Moi, Aëlguen, fils de Scanvoch, mort en paix dans notre maison, située près des pierres sacrées de la forêt de Karnak, je te lègue, à toi mon fils aîné Roderik, je te lègue ces récits de notre famille et nos pieuses reliques, afin que tu les transmettes aussi à notre descendance. Ces récits, tu les augmenteras si quelques événements graves viennent agiter ta vie; jusqu'ici la mienne a été calme, heureuse; je cultive avec nos parents les champs paternels dont nous sommes redevenus possesseurs, grâce à la soeur de lait de mon père, Victoria la Grande. Les sinistres prédictions de cette femme illustre ne se sont pas réalisées, puissent-elles ne se réaliser jamais! la Gaule relève toujours des empereurs romains; de rares voyageurs, qui parfois pénètrent jusqu'au fond de notre vieille Armorique, nous ont dit qu'il y avait eu dans les autres provinces de grands soulèvements populaires sous le nom de Bagaudies. Peu d'années avant la mort de mon père Scanvoch, qui est allé revivre ailleurs, deux cent quatre-vingts ans après que notre aïeule Geneviève a eu vu mourir Jésus de Nazareth, la Bretagne est restée étrangère à ces révoltes de Bagaudes; elle jouit d'une tranquillité profonde; l'impôt que nous payons au fisc des empereurs n'est pas trop lourd, et nous vivons paisibles, laborieux et libres.

Plusieurs de nos aïeux, autrefois soumis à l'horrible esclavage de Rome, plongés dans l'ignorance et le malheur, ont fait écrire ou ont écrit sur nos parchemins que telle était la pesante uniformité de leurs jours passés de l'aube au soir dans un labeur écrasant, qu'ils n'avaient rien à inscrire sur notre légende, sinon: je suis né, j'ai vécu, je mourrai dans les douleurs de l'esclavage: fassent les dieux que le bonheur des générations qui succéderont à la nôtre soit aussi d'une telle uniformité que chacun de nos descendants puisse ainsi que moi n'avoir rien à ajouter à notre chronique, sinon ceci que j'écris en terminant.

«J'ai vécu heureux, paisible et obscur, en cultivant avec ma famille nos champs paternels; je quitterai ce monde sans crainte et sans regret lorsque Hésus m'appellera pour aller revivre dans les mondes inconnus.»

A toi donc, mon bien-aimé fils aîné Roderik, moi Aëlguen, fils de Scanvoch, arrivé à la soixante-huitième année de mon âge, je lègue ces récits et ces reliques de notre famille; ignorant si Hésus doit me laisser encore quelques années à vivre, j'accomplis aujourd'hui le voeu de notre aïeul Joel, le brenn de la tribu de Karnak.
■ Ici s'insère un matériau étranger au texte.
// Integration smoke test for a hosted session.
//
// Starts a real host `Session` on localhost and drives it with mock clients
// built from plain sockets plus the protocol crate's codec and framing: the
// identity handshake, reliable routing (unicast, broadcast, server-local),
// unreliable address binding and relay, discovery on the unreliable port,
// and disconnect notices.
//
// The host side is the same code an application runs; only the clients are
// hand-rolled, so wire-level behaviour is checked independently of
// `ReliableClient` / `UnreliableClient`.

use std::io::{BufReader, Write};
use std::net::{SocketAddr, TcpStream, UdpSocket};
use std::thread;
use std::time::{Duration, Instant};

use lanparty_net::{NetConfig, NetError, NetEvent, NetHandler, Outbox, Session};
use lanparty_protocol::{
    Channel, ClientId, Envelope, Message, Target, decode, encode, read_frame, write_frame,
};

const TIMEOUT: Duration = Duration::from_secs(5);

/// Host-side handler that keeps every event for inspection.
#[derive(Default)]
struct Recorder {
    events: Vec<NetEvent>,
}

impl NetHandler for Recorder {
    fn client_connected(&mut self, id: ClientId, _outbox: &mut Outbox) {
        self.events.push(NetEvent::ClientConnected(id));
    }

    fn client_disconnected(&mut self, id: ClientId, _outbox: &mut Outbox) {
        self.events.push(NetEvent::ClientDisconnected(id));
    }

    fn message_received(
        &mut self,
        from: ClientId,
        channel: Channel,
        envelope: &Envelope,
        _outbox: &mut Outbox,
    ) {
        self.events.push(NetEvent::MessageReceived {
            from,
            channel,
            envelope: envelope.clone(),
        });
    }

    fn warning(&mut self, error: &NetError) {
        self.events.push(NetEvent::Warning(error.clone()));
    }
}

fn host_config() -> NetConfig {
    NetConfig {
        bind_address: "127.0.0.1".parse().unwrap(),
        discovery_port: 0,
        poll_interval_ms: 10,
        display_name: "smoke-host".into(),
        ..NetConfig::default()
    }
}

/// Tick the host until `pred` matches an event recorded since `from_index`.
fn wait_host(
    host: &mut Session<Recorder>,
    from_index: usize,
    what: &str,
    pred: impl Fn(&NetEvent) -> bool,
) -> NetEvent {
    let start = Instant::now();
    loop {
        host.tick();
        if let Some(event) = host.handler().events[from_index..].iter().find(|e| pred(e)) {
            return event.clone();
        }
        assert!(start.elapsed() < TIMEOUT, "timed out waiting for {what}");
        thread::sleep(Duration::from_millis(5));
    }
}

/// A mock client speaking the wire protocol directly.
struct MockClient {
    id: ClientId,
    reader: BufReader<TcpStream>,
    writer: TcpStream,
    udp: UdpSocket,
}

impl MockClient {
    fn connect(reliable: SocketAddr) -> Self {
        let stream = TcpStream::connect(reliable).unwrap();
        stream.set_read_timeout(Some(TIMEOUT)).unwrap();
        let mut reader = BufReader::new(stream.try_clone().unwrap());
        let first = decode(&read_frame(&mut reader).unwrap().unwrap()).unwrap();
        let id = match (&first.message, first.target_id) {
            (Message::RegisteredClient { .. }, Target::Client(id)) => id,
            other => panic!("expected RegisteredClient, got {other:?}"),
        };
        assert_eq!(first.sender_id, ClientId::HOST);
        assert_eq!(first.message.presence_id(), Some(id));

        let udp = UdpSocket::bind("127.0.0.1:0").unwrap();
        udp.set_read_timeout(Some(TIMEOUT)).unwrap();
        Self {
            id,
            reader,
            writer: stream,
            udp,
        }
    }

    fn send(&mut self, target: Target, message: Message) {
        let envelope = Envelope::new(self.id, target, message);
        write_frame(&mut self.writer, &encode(&envelope).unwrap()).unwrap();
    }

    fn recv(&mut self) -> Envelope {
        decode(&read_frame(&mut self.reader).unwrap().unwrap()).unwrap()
    }

    fn send_datagram(&self, to: SocketAddr, envelope: &Envelope) {
        self.udp.send_to(&encode(envelope).unwrap(), to).unwrap();
    }

    fn recv_datagram(&self) -> Envelope {
        let mut buf = [0u8; 4096];
        let (len, _) = self.udp.recv_from(&mut buf).unwrap();
        decode(&buf[..len]).unwrap()
    }
}

#[test]
fn full_session_lifecycle() {
    // 1. Host on free ports.
    let mut host = Session::new(host_config(), Recorder::default());
    let ports = host.start_host(0).unwrap();
    let reliable: SocketAddr = ([127, 0, 0, 1], ports.reliable).into();
    let unreliable: SocketAddr = ([127, 0, 0, 1], ports.unreliable).into();

    // 2. Two clients connect and get ids 2 and 3.
    let mut alice = MockClient::connect(reliable);
    let mut bob = MockClient::connect(reliable);
    assert_eq!(alice.id, ClientId(2));
    assert_eq!(bob.id, ClientId(3));
    wait_host(&mut host, 0, "bob connected", |e| {
        matches!(e, NetEvent::ClientConnected(ClientId(3)))
    });
    assert_eq!(host.connected_clients(), vec![ClientId(2), ClientId(3)]);

    // 3. Unicast Alice -> Bob. The host sees it too.
    alice.send(
        Target::Client(bob.id),
        Message::SpawnEvent {
            x: 1.0,
            y: 2.0,
            z: 3.0,
            kind: "tree".into(),
        },
    );
    let got = bob.recv();
    assert_eq!(got.sender_id, alice.id);
    assert!(matches!(got.message, Message::SpawnEvent { ref kind, .. } if kind == "tree"));
    let mark = host.handler().events.len();
    wait_host(&mut host, 0, "spawn at host", |e| {
        matches!(e, NetEvent::MessageReceived { from: ClientId(2), channel: Channel::Reliable, .. })
    });

    // 4. Server-addressed message stays at the host.
    bob.send(Target::Server, Message::screen_size(800, 600));
    let event = wait_host(&mut host, mark, "screen size", |e| {
        matches!(e, NetEvent::MessageReceived { from: ClientId(3), .. })
    });
    if let NetEvent::MessageReceived { envelope, .. } = event {
        assert_eq!(envelope.message.parse_screen_size(), Some((800, 600)));
        assert_eq!(envelope.target_id, Target::Server);
    }

    // 5. Unicast to a missing id: warning, connection stays up.
    let mark = host.handler().events.len();
    alice.send(Target::Client(ClientId(42)), Message::Chat { text: "hello?".into() });
    wait_host(&mut host, mark, "target not found", |e| {
        matches!(e, NetEvent::Warning(NetError::TargetNotFound(ClientId(42))))
    });

    // 6. Broadcast from Bob reaches Alice but not Bob. Bob's next line is
    //    the host's own broadcast, proving nothing was echoed back.
    bob.send(Target::Broadcast, Message::Chat { text: "hi all".into() });
    assert_eq!(alice.recv().message, Message::Chat { text: "hi all".into() });
    host.send(Target::Broadcast, Message::Chat { text: "from host".into() })
        .unwrap();
    assert_eq!(bob.recv().message, Message::Chat { text: "from host".into() });
    assert_eq!(alice.recv().message, Message::Chat { text: "from host".into() });

    // 7. Malformed line is dropped; the stream keeps working.
    let mark = host.handler().events.len();
    alice.writer.write_all(b"{\"type\":\"PositionUpdate\"\n").unwrap();
    alice.send(Target::Server, Message::Chat { text: "after junk".into() });
    wait_host(&mut host, mark, "decode warning", |e| {
        matches!(e, NetEvent::Warning(NetError::Decode(_)))
    });
    wait_host(&mut host, mark, "message after junk", |e| {
        matches!(e, NetEvent::MessageReceived { envelope, .. }
            if envelope.message == Message::Chat { text: "after junk".into() })
    });

    // 8. Before Bob announces, a UDP unicast to him is dropped and reported.
    let mark = host.handler().events.len();
    host.send(Target::Client(bob.id), Message::PositionUpdate { x: 0.0, y: 0.0 })
        .unwrap();
    wait_host(&mut host, mark, "unbound warning", |e| {
        matches!(e, NetEvent::Warning(NetError::UnboundAddress(ClientId(3))))
    });

    // 9. Both announce; position updates relay over UDP.
    alice.send_datagram(unreliable, &Envelope::unreliable_announce(alice.id));
    bob.send_datagram(unreliable, &Envelope::unreliable_announce(bob.id));
    let start = Instant::now();
    while host.unreliable_address(alice.id).is_none() || host.unreliable_address(bob.id).is_none() {
        assert!(start.elapsed() < TIMEOUT, "announcements never bound");
        thread::sleep(Duration::from_millis(5));
    }
    assert_eq!(
        host.unreliable_address(bob.id),
        Some(bob.udp.local_addr().unwrap())
    );
    let update = Envelope::new(
        alice.id,
        Target::Broadcast,
        Message::PositionUpdate { x: 5.0, y: 6.0 },
    );
    alice.send_datagram(unreliable, &update);
    assert_eq!(bob.recv_datagram(), update);

    host.send(Target::Client(alice.id), Message::PositionUpdate { x: 7.0, y: 8.0 })
        .unwrap();
    let got = alice.recv_datagram();
    assert_eq!(got.sender_id, ClientId::HOST);
    assert_eq!(got.message, Message::PositionUpdate { x: 7.0, y: 8.0 });

    // 10. A probe on the unreliable port gets the descriptor (host + 2).
    alice.send_datagram(unreliable, &Envelope::discovery_probe());
    match alice.recv_datagram().message {
        Message::HostDescriptor(d) => {
            assert_eq!(d.display_name, "smoke-host");
            assert_eq!(d.reliable_port, ports.reliable);
            assert_eq!(d.unreliable_port, ports.unreliable);
            assert_eq!(d.player_count, 3);
        }
        other => panic!("expected HostDescriptor, got {other:?}"),
    }

    // 11. Alice leaves: one ClientDisconnected, Bob gets the notice.
    let mark = host.handler().events.len();
    drop(alice);
    wait_host(&mut host, mark, "alice disconnected", |e| {
        matches!(e, NetEvent::ClientDisconnected(ClientId(2)))
    });
    let notice = bob.recv();
    assert!(matches!(notice.message, Message::DisconnectedClient { .. }));
    assert_eq!(notice.message.presence_id(), Some(ClientId(2)));
    assert_eq!(host.connected_clients(), vec![ClientId(3)]);

    // 12. Host shuts down: Bob's stream ends, exactly one disconnect each.
    host.disconnect();
    host.disconnect();
    assert!(read_frame(&mut bob.reader).map(|f| f.is_none()).unwrap_or(true));
    let disconnects: Vec<_> = host.handler().events[mark..]
        .iter()
        .filter_map(|e| match e {
            NetEvent::ClientDisconnected(id) => Some(*id),
            _ => None,
        })
        .collect();
    assert_eq!(disconnects, vec![ClientId(2), ClientId(3)]);
}

#[test]
fn concurrent_connects_get_distinct_ids() {
    let mut host = Session::new(host_config(), Recorder::default());
    let ports = host.start_host(0).unwrap();
    let reliable: SocketAddr = ([127, 0, 0, 1], ports.reliable).into();

    let joiners: Vec<_> = (0..4)
        .map(|_| thread::spawn(move || MockClient::connect(reliable)))
        .collect();
    let clients: Vec<MockClient> = joiners.into_iter().map(|j| j.join().unwrap()).collect();

    let mut ids: Vec<i32> = clients.iter().map(|c| c.id.0).collect();
    ids.sort_unstable();
    ids.dedup();
    assert_eq!(ids.len(), 4);
    assert!(ids.iter().all(|&id| id >= 2));

    let start = Instant::now();
    while host.connected_clients().len() < 4 {
        assert!(start.elapsed() < TIMEOUT);
        thread::sleep(Duration::from_millis(5));
    }
    assert_eq!(host.connected_clients().len(), 4);
}
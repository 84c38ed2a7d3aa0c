// Identity and addressing types for the session protocol.
//
// Every envelope carries a sender id and a target. Both are plain integers on
// the wire, but the reserved values carry meaning, so they are modeled as
// newtypes here:
//
// - `ClientId`: `0` is "not yet assigned" (a fresh client, a discovery
//   probe), `1` is the host, `2..` are clients assigned by the reliable
//   server in accept order.
// - `Target`: `0` is broadcast, `-1` is server-local (never forwarded), any
//   positive value is a unicast to that client id. Other negative values are
//   rejected at decode time.
//
// `Channel` names the two transports an envelope can travel over. It lives
// here (not in the net crate) so that `Message::default_channel` can be
// answered by the protocol crate alone.

use std::fmt;

use serde::{Deserialize, Serialize};
use thiserror::Error;

/// Session-assigned client identity.
#[derive(Clone, Copy, Debug, PartialEq, Eq, Hash, PartialOrd, Ord, Serialize, Deserialize)]
#[serde(transparent)]
pub struct ClientId(pub i32);

impl ClientId {
    /// Sender id of a client that has not been assigned an identity yet.
    pub const UNASSIGNED: ClientId = ClientId(0);
    /// The host's own identity.
    pub const HOST: ClientId = ClientId(1);
    /// First id handed out by the reliable server.
    pub const FIRST_ASSIGNED: ClientId = ClientId(2);

    /// True for ids the reliable server could have handed out.
    pub fn is_assigned(self) -> bool {
        self.0 >= Self::FIRST_ASSIGNED.0
    }

    pub fn is_host(self) -> bool {
        self == Self::HOST
    }
}

impl fmt::Display for ClientId {
    fn fmt(&self, f: &mut fmt::Formatter<'_>) -> fmt::Result {
        write!(f, "{}", self.0)
    }
}

/// Raw wire value for a broadcast target.
pub const BROADCAST_TARGET: i32 = 0;
/// Raw wire value for a server-local target.
pub const SERVER_TARGET: i32 = -1;

/// Where an envelope is addressed.
#[derive(Clone, Copy, Debug, PartialEq, Eq, Hash, Serialize, Deserialize)]
#[serde(try_from = "i32", into = "i32")]
pub enum Target {
    /// Every registered client except the sender.
    Broadcast,
    /// Consumed by the receiving server; never forwarded.
    Server,
    /// A single client (or the host, id 1).
    Client(ClientId),
}

impl Target {
    pub fn to_wire(self) -> i32 {
        match self {
            Target::Broadcast => BROADCAST_TARGET,
            Target::Server => SERVER_TARGET,
            Target::Client(id) => id.0,
        }
    }
}

impl fmt::Display for Target {
    fn fmt(&self, f: &mut fmt::Formatter<'_>) -> fmt::Result {
        match self {
            Target::Broadcast => f.write_str("broadcast"),
            Target::Server => f.write_str("server"),
            Target::Client(id) => write!(f, "client {id}"),
        }
    }
}

/// A target id that is neither broadcast, server, nor a positive client id.
#[derive(Clone, Copy, Debug, PartialEq, Eq, Error)]
#[error("invalid target id {0}")]
pub struct InvalidTarget(pub i32);

impl TryFrom<i32> for Target {
    type Error = InvalidTarget;

    fn try_from(raw: i32) -> Result<Self, Self::Error> {
        match raw {
            BROADCAST_TARGET => Ok(Target::Broadcast),
            SERVER_TARGET => Ok(Target::Server),
            id if id > 0 => Ok(Target::Client(ClientId(id))),
            other => Err(InvalidTarget(other)),
        }
    }
}

impl From<Target> for i32 {
    fn from(target: Target) -> Self {
        target.to_wire()
    }
}

impl From<ClientId> for Target {
    fn from(id: ClientId) -> Self {
        Target::Client(id)
    }
}

/// The transport an envelope travels over.
#[derive(Clone, Copy, Debug, PartialEq, Eq, Hash)]
pub enum Channel {
    /// Ordered TCP stream, one envelope per line.
    Reliable,
    /// Best-effort UDP, one envelope per datagram.
    Unreliable,
}

impl fmt::Display for Channel {
    fn fmt(&self, f: &mut fmt::Formatter<'_>) -> fmt::Result {
        match self {
            Channel::Reliable => f.write_str("reliable"),
            Channel::Unreliable => f.write_str("unreliable"),
        }
    }
}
Moi, Roderik, fils d'Aëlguen, mort trois cent quarante ans après que notre aïeule Geneviève a vu mourir Jésus de Nazareth, j'écris ici selon que l'avait espéré mon père:

«--Jusqu'à ce jour j'ai vécu paisible, heureux et obscur, cultivant avec ma famille les champs de nos pères; je puis quitter ce monde sans crainte et sans regret lorsque Hésus m'appellera pour aller revivre dans les mondes inconnus.»

Puisses-tu, mon fils Amaël, n'avoir non plus que moi et ton grand-père Aëlguen à augmenter du récit de tes malheurs ou de l'agitation de ta vie notre légende que je te transmets avec nos pieuses reliques pour obéir aux derniers voeux de notre aïeul Joel.